La stratégie silencieuse du président du Parti Rewmi (Mamadou SY Albert)

Le silence persistant d’Idrissa Seck, candidat-président à la dernière présidentielle de février 2019, fait encore et toujours l’objet de controverses. Cette posture suscitant des lectures diverses revêt en soi, naturellement, une dimension énigmatique éminemment politique. Le rapprochement probable entre l’ancien Premier ministre et l’actuel président de la République, serait une hypothèse explicative du retrait de l’espace public et de la scène politique de l’animateur principal de la formation rewmiste. Cette explication ne semble guère crédible au regard des sorties médiatiques des proches de l’ancien maire de Thiès. Le sens du silence du président dun Parti rewmi est peut-être à rechercher dans sa nouvelle stratégie de conquête du pouvoir. Une stratégie moins conflictuelle en rupture avec la confrontation permanente d’avec l’adversaire exerçant le pouvoir étatique.
Le président du Parti rewmi est l’un des grands perdants des deux alternances politiques sénégalaises survenues en mars 2000 et en 2012. Il a été parmi les artisans et acteurs majeurs de la première alternance politique. Il fut  le chef d’orchestre de la campagne victorieuse de son candidat et celui de l’opposition de l’époque, en l’occurrence, Me Abdoulaye Wade.
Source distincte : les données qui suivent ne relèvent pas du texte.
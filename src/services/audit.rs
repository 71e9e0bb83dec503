use sea_orm::{
    ActiveModelTrait, ColumnTrait, EntityTrait, PaginatorTrait, QueryFilter, QueryOrder,
    QuerySelect, Set,
};
use serde::{Deserialize, Serialize};

use crate::db::DbConn;
use crate::error::Result;
use crate::models::audit_log::{self, AuditAction, ResourceType};

/// One audit event, built up before it is written
#[derive(Debug, Clone)]
pub struct AuditEvent {
    pub action: AuditAction,
    pub resource_type: ResourceType,
    pub resource_id: Option<String>,
    pub user_id: Option<i64>,
    pub actor: Option<String>,
    pub details: Option<serde_json::Value>,
}

impl AuditEvent {
    pub fn new(action: AuditAction, resource_type: ResourceType) -> Self {
        Self {
            action,
            resource_type,
            resource_id: None,
            user_id: None,
            actor: None,
            details: None,
        }
    }

    pub fn resource(mut self, id: impl ToString) -> Self {
        self.resource_id = Some(id.to_string());
        self
    }

    pub fn user(mut self, user_id: i64) -> Self {
        self.user_id = Some(user_id);
        self
    }

    pub fn actor(mut self, actor: impl Into<String>) -> Self {
        self.actor = Some(actor.into());
        self
    }

    pub fn details(mut self, details: serde_json::Value) -> Self {
        self.details = Some(details);
        self
    }
}

/// Audit service for logging invitation lifecycle events
#[derive(Clone)]
pub struct AuditService {
    db: DbConn,
}

impl AuditService {
    pub fn new(db: DbConn) -> Self {
        Self { db }
    }

    /// Write an audit event
    pub async fn log(
        &self,
        event: AuditEvent,
        success: bool,
        error_message: Option<String>,
    ) -> Result<()> {
        let log_entry = audit_log::ActiveModel {
            timestamp: Set(chrono::Utc::now()),
            user_id: Set(event.user_id),
            actor: Set(event.actor),
            action: Set(event.action.to_string()),
            category: Set(event.action.category().to_string()),
            resource_type: Set(event.resource_type.to_string()),
            resource_id: Set(event.resource_id),
            details: Set(event.details.map(|d| d.to_string())),
            success: Set(success),
            error_message: Set(error_message),
            ..Default::default()
        };

        log_entry.insert(&self.db).await?;
        Ok(())
    }

    /// Log a successful action; write failures are reported and swallowed
    pub async fn log_success(&self, event: AuditEvent) {
        let action = event.action;
        if let Err(e) = self.log(event, true, None).await {
            tracing::warn!(action = %action, error = %e, "Failed to write audit log");
        }
    }

    /// Log a failed action; write failures are reported and swallowed
    pub async fn log_failure(&self, event: AuditEvent, error: &str) {
        let action = event.action;
        if let Err(e) = self.log(event, false, Some(error.to_string())).await {
            tracing::warn!(action = %action, error = %e, "Failed to write audit log");
        }
    }
}

/// Query parameters for fetching audit logs
#[derive(Debug, Clone, Default, Deserialize, utoipa::ToSchema, utoipa::IntoParams)]
pub struct AuditLogQuery {
    pub page: Option<u64>,
    pub per_page: Option<u64>,
    pub action: Option<String>,
    pub category: Option<String>,
    pub resource_type: Option<String>,
    pub resource_id: Option<String>,
    pub success: Option<bool>,
}

/// Paginated audit log response
#[derive(Debug, Clone, Serialize, utoipa::ToSchema)]
pub struct AuditLogResponse {
    pub logs: Vec<audit_log::Model>,
    pub total: u64,
    pub page: u64,
    pub per_page: u64,
}

/// Get audit logs with filtering and pagination, newest first
pub async fn get_audit_logs(db: &DbConn, query: AuditLogQuery) -> Result<AuditLogResponse> {
    let page = query.page.unwrap_or(1).max(1);
    let per_page = query.per_page.unwrap_or(50).clamp(1, 100);
    let offset = (page - 1) * per_page;

    let mut select = audit_log::Entity::find();

    if let Some(action) = query.action {
        select = select.filter(audit_log::Column::Action.eq(action));
    }

    if let Some(category) = query.category {
        select = select.filter(audit_log::Column::Category.eq(category));
    }

    if let Some(resource_type) = query.resource_type {
        select = select.filter(audit_log::Column::ResourceType.eq(resource_type));
    }

    if let Some(resource_id) = query.resource_id {
        select = select.filter(audit_log::Column::ResourceId.eq(resource_id));
    }

    if let Some(success) = query.success {
        select = select.filter(audit_log::Column::Success.eq(success));
    }

    let total = select.clone().count(db).await?;

    let logs = select
        .order_by_desc(audit_log::Column::Timestamp)
        .order_by_desc(audit_log::Column::Id)
        .offset(offset)
        .limit(per_page)
        .all(db)
        .await?;

    Ok(AuditLogResponse {
        logs,
        total,
        page,
        per_page,
    })
}
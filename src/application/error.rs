use axum::{
    extract::rejection::{JsonRejection, QueryRejection},
    http::StatusCode,
    response::{IntoResponse, Response},
    Json,
};
use serde::Serialize;
use thiserror::Error;

#[derive(Debug, Error)]
pub enum AppError {
    #[error("Not found: {0}")]
    NotFound(String),

    #[error("Bad request: {0}")]
    BadRequest(String),

    #[error("Unauthorized: {0}")]
    Unauthorized(String),

    #[error("Forbidden: {0}")]
    Forbidden(String),

    #[error("Internal server error: {0}")]
    Internal(String),

    #[error("Database error: {0}")]
    Database(#[from] sea_orm::DbErr),

    #[error("IO error: {0}")]
    Io(#[from] std::io::Error),

    #[error("JWT error: {0}")]
    Jwt(#[from] jsonwebtoken::errors::Error),
}

#[derive(Serialize, utoipa::ToSchema)]
pub struct ErrorResponse {
    pub detail: String,
}

impl IntoResponse for AppError {
    fn into_response(self) -> Response {
        let (status, message) = match &self {
            AppError::NotFound(msg) => (StatusCode::NOT_FOUND, msg.clone()),
            AppError::BadRequest(msg) => (StatusCode::BAD_REQUEST, msg.clone()),
            AppError::Unauthorized(msg) => (StatusCode::UNAUTHORIZED, msg.clone()),
            AppError::Forbidden(msg) => (StatusCode::FORBIDDEN, msg.clone()),
            AppError::Internal(msg) => {
                tracing::error!("Internal error: {}", msg);
                (StatusCode::INTERNAL_SERVER_ERROR, msg.clone())
            }
            AppError::Database(e) => {
                tracing::error!("Database error: {}", e);
                (
                    StatusCode::INTERNAL_SERVER_ERROR,
                    "Database error".to_string(),
                )
            }
            AppError::Io(e) => {
                tracing::error!("IO error: {}", e);
                (StatusCode::INTERNAL_SERVER_ERROR, format!("IO error: {}", e))
            }
            AppError::Jwt(_) => (
                StatusCode::UNAUTHORIZED,
                "Invalid or expired session".to_string(),
            ),
        };

        (status, Json(ErrorResponse { detail: message })).into_response()
    }
}

impl From<JsonRejection> for AppError {
    fn from(rejection: JsonRejection) -> Self {
        AppError::BadRequest(rejection.body_text())
    }
}

impl From<QueryRejection> for AppError {
    fn from(rejection: QueryRejection) -> Self {
        AppError::BadRequest(rejection.body_text())
    }
}

pub type Result<T> = std::result::Result<T, AppError>;
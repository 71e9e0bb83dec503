use std::env;

#[derive(Debug, Clone)]
pub struct ServerConfig {
    pub host: String,
    pub port: u16,
    /// Allowed CORS origins, parsed from `TRAINHUB_ALLOWED_ORIGINS` (comma-separated).
    /// When empty, any origin is allowed (dev convenience).
    pub allowed_origins: Vec<String>,
}

impl ServerConfig {
    pub fn from_env() -> Self {
        let allowed_origins = env::var("TRAINHUB_ALLOWED_ORIGINS")
            .unwrap_or_default()
            .split(',')
            .map(|s| s.trim().to_string())
            .filter(|s| !s.is_empty())
            .collect();

        Self {
            host: env::var("TRAINHUB_API_HOST").unwrap_or_else(|_| "0.0.0.0".to_string()),
            port: env::var("TRAINHUB_API_PORT")
                .ok()
                .and_then(|p| p.parse().ok())
                .unwrap_or(8000),
            allowed_origins,
        }
    }
}
use axum::{
    extract::State,
    middleware as axum_middleware,
    routing::get,
    Json, Router,
};

use crate::endpoints::ApiQuery;
use crate::error::Result;
use crate::middleware::{require_identity, Authorized, SiteAdminOnly};
use crate::services::audit::{get_audit_logs, AuditLogQuery, AuditLogResponse};
use crate::state::AppState;

/// Create audit routes
pub fn audit_routes(state: AppState) -> Router {
    Router::new()
        .route("/", get(list_audit_logs))
        .route_layer(axum_middleware::from_fn_with_state(
            state.clone(),
            require_identity,
        ))
        .with_state(state)
}

/// List audit logs with filtering and pagination
#[utoipa::path(
    get,
    path = "/api/audit",
    tag = "Audit",
    params(AuditLogQuery),
    responses(
        (status = 200, body = AuditLogResponse),
        (status = 401, body = crate::error::ErrorResponse),
        (status = 403, body = crate::error::ErrorResponse)
    )
)]
pub async fn list_audit_logs(
    State(state): State<AppState>,
    _auth: Authorized<SiteAdminOnly>,
    ApiQuery(query): ApiQuery<AuditLogQuery>,
) -> Result<Json<AuditLogResponse>> {
    let logs = get_audit_logs(&state.db, query).await?;
    Ok(Json(logs))
}
//! Migration: Create audit_logs table

use sea_orm_migration::prelude::*;

#[derive(DeriveMigrationName)]
pub struct Migration;

#[async_trait::async_trait]
impl MigrationTrait for Migration {
    async fn up(&self, manager: &SchemaManager) -> Result<(), DbErr> {
        manager
            .create_table(
                Table::create()
                    .table(AuditLogs::Table)
                    .if_not_exists()
                    .col(
                        ColumnDef::new(AuditLogs::Id)
                            .big_integer()
                            .not_null()
                            .auto_increment()
                            .primary_key(),
                    )
                    .col(
                        ColumnDef::new(AuditLogs::Timestamp)
                            .timestamp_with_time_zone()
                            .not_null(),
                    )
                    .col(ColumnDef::new(AuditLogs::UserId).big_integer().null())
                    .col(ColumnDef::new(AuditLogs::Actor).string().null())
                    .col(ColumnDef::new(AuditLogs::Action).string().not_null())
                    .col(ColumnDef::new(AuditLogs::Category).string().not_null())
                    .col(ColumnDef::new(AuditLogs::ResourceType).string().not_null())
                    .col(ColumnDef::new(AuditLogs::ResourceId).string().null())
                    .col(ColumnDef::new(AuditLogs::Details).text().null())
                    .col(
                        ColumnDef::new(AuditLogs::Success)
                            .boolean()
                            .not_null()
                            .default(true),
                    )
                    .col(ColumnDef::new(AuditLogs::ErrorMessage).string().null())
                    .to_owned(),
            )
            .await?;

        manager
            .create_index(
                Index::create()
                    .name("idx_audit_logs_timestamp")
                    .table(AuditLogs::Table)
                    .col(AuditLogs::Timestamp)
                    .if_not_exists()
                    .to_owned(),
            )
            .await?;

        manager
            .create_index(
                Index::create()
                    .name("idx_audit_logs_category")
                    .table(AuditLogs::Table)
                    .col(AuditLogs::Category)
                    .if_not_exists()
                    .to_owned(),
            )
            .await?;

        Ok(())
    }

    async fn down(&self, manager: &SchemaManager) -> Result<(), DbErr> {
        manager
            .drop_table(Table::drop().table(AuditLogs::Table).if_exists().to_owned())
            .await
    }
}

#[derive(Iden)]
enum AuditLogs {
    Table,
    Id,
    Timestamp,
    UserId,
    Actor,
    Action,
    Category,
    ResourceType,
    ResourceId,
    Details,
    Success,
    ErrorMessage,
}
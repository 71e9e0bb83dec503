//! Invitation token generation

use rand::RngCore;

/// Number of random bytes in an invitation token (hex-encoded to twice as many chars)
pub const TOKEN_BYTES: usize = 32;

/// Generate a cryptographically secure invitation token.
///
/// The token is the sole credential needed to accept an invitation, so it is
/// drawn from the thread-local CSPRNG and hex-encoded.
pub fn generate_invitation_token() -> String {
    let mut bytes = [0u8; TOKEN_BYTES];
    rand::rng().fill_bytes(&mut bytes);
    hex::encode(bytes)
}

/// Cheap shape check before a token hits the database
pub fn is_well_formed_token(token: &str) -> bool {
    token.len() == TOKEN_BYTES * 2 && token.chars().all(|c| c.is_ascii_hexdigit())
}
Il portera son maître au pouvoir avec la coalition Sopi. L’aventure politique de l’ancien second du Pds se terminera pourtant mal.
Il croisera le fer avec l’État libéral, le Parti démocratique sénégalais, son chef historique et ses alliés. Cet épisode a incontestablement affaibli politiquement l’ancien Premier ministre en dépit de son score électoral à la Présidentielle de 2007. Il se placera en deuxième position après le candidat-président à sa propre succession. La deuxième alternance survenue en mars 2012 à laquelle le président du Parti rewmi a participé avec un statut d’allié, ne lui ouvre point les chemins de la gouvernance partagée avec le Benno bokk yakaar.
Il quittera la majorité présidentielle. Le président dun Parti rewmi connaît ainsi, des hauts et des bas depuis l’avènement des alternances. Après trois candidatures à des présidentielles, Idy Seck est à la croisée des chemins menant aux urnes ou à la retraite politique : être candidat-président en 2024 ou préparer son retrait définitif du paysage politique ? Le président du Parti rewmi sera probablement bien présent à la future échéance électorale.
Son silence persistant relève d’une option stratégique mûrement réfléchie. Le président-candidat a vécu deux alternances fortement marquées par une communication politique conflictuelle entre le pouvoir et son opposition. Il fait partie, à l’occasion de ces confrontations politiques, parmi les plus distingués. Il reste un politique averti en matière de communication. Son silence persistant crée d’ailleurs un vide et un désir collectif de l’entendre s’exprimer avec son verbe tranchant, son imaginaire débordant et la tonalité de son discours dérangeant au plus haut sommet de l’État.
Ce silence cristallise, à n’en pas douter, un changement de stratégie politique et de communication. La communication de sa formation est désormais portée par ses responsables nationaux. Le président du Parti rewmi a décidé ainsi de prendre personnellement du recul dans le champ des confrontations et de laisser ses cadres assurer les responsabilités politiques nationales. Pendant ce temps de délégation du pouvoir aux responsables, le candidat-président se consacre à son image : chef de parti et candidat-président. Ce changement de mode de communication semble donner des résultats positifs.
Les résultats de la Présidentielle de février 2019 le plaçant au deuxième rang conforte ce choix du présidentiable à la recherche d’une coalition ratissant large. Le président dun Parti rewmi a probablement une carte à jouer. Il fait apparemment partie des alternatives au pouvoir de la seconde alternance. L’amorce de la création d’une coalition politique avec les anciens candidats-présidents et certains partis se réclamant du libéralisme est à inscrire dans cette recherche d’influence et de repositionnement stratégique d’un candidat-président à la conquête de l’opinion publique réfractaire à la communication conflictuelle. Il aura en face de lui des pôles politiques socialistes, patriotiques et libéraux. Dans ce contexte de changement à la fois de stratégie politique et de mode de communication, le rapprochement entre le président du Parti rewmi et le Président de la République, Macky Sall, est peu probable. Après avoir été victime et des grands perdants de deux alternances, Idrissa Seck ambitionne reconstruire à sa faveur les bases d’une alternance politique.